Requirement: Examine the data below and state how many lines contain "bool", offering no other words.

Entries supplied:
┏━━

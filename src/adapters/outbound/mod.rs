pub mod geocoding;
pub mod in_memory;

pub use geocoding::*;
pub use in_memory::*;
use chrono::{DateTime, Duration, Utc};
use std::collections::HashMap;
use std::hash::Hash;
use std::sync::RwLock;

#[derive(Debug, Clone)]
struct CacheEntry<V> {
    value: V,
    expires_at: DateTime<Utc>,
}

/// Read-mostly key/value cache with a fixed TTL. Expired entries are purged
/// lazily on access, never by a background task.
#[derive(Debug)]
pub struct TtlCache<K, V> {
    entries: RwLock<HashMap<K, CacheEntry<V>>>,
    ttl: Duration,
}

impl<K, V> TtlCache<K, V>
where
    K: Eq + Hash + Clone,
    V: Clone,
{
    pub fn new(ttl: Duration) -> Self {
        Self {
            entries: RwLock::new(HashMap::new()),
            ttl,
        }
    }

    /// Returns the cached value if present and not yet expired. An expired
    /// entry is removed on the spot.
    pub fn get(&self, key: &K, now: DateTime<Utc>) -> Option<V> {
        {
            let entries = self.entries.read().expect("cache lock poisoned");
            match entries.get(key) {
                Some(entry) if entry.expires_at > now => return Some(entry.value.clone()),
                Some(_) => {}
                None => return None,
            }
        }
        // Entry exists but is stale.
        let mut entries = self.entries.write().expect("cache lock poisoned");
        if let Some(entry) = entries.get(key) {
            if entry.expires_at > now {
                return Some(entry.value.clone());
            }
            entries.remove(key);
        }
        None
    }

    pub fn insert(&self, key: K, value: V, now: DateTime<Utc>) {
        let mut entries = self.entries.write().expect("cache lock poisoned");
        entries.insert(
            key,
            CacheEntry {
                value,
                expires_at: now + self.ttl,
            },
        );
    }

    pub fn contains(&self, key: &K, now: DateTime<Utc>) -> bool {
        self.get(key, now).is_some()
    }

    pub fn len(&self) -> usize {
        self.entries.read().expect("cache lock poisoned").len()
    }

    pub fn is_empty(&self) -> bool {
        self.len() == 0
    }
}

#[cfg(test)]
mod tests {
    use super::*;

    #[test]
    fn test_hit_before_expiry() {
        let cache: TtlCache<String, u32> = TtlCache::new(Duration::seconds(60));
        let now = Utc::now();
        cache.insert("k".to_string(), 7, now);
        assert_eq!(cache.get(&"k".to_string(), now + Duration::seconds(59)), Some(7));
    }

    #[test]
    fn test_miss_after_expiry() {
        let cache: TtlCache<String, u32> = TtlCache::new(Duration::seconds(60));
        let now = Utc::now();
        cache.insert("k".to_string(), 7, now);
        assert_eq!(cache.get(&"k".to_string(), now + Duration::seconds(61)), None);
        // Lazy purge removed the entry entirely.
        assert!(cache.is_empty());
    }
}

┗━━

Answer box: 2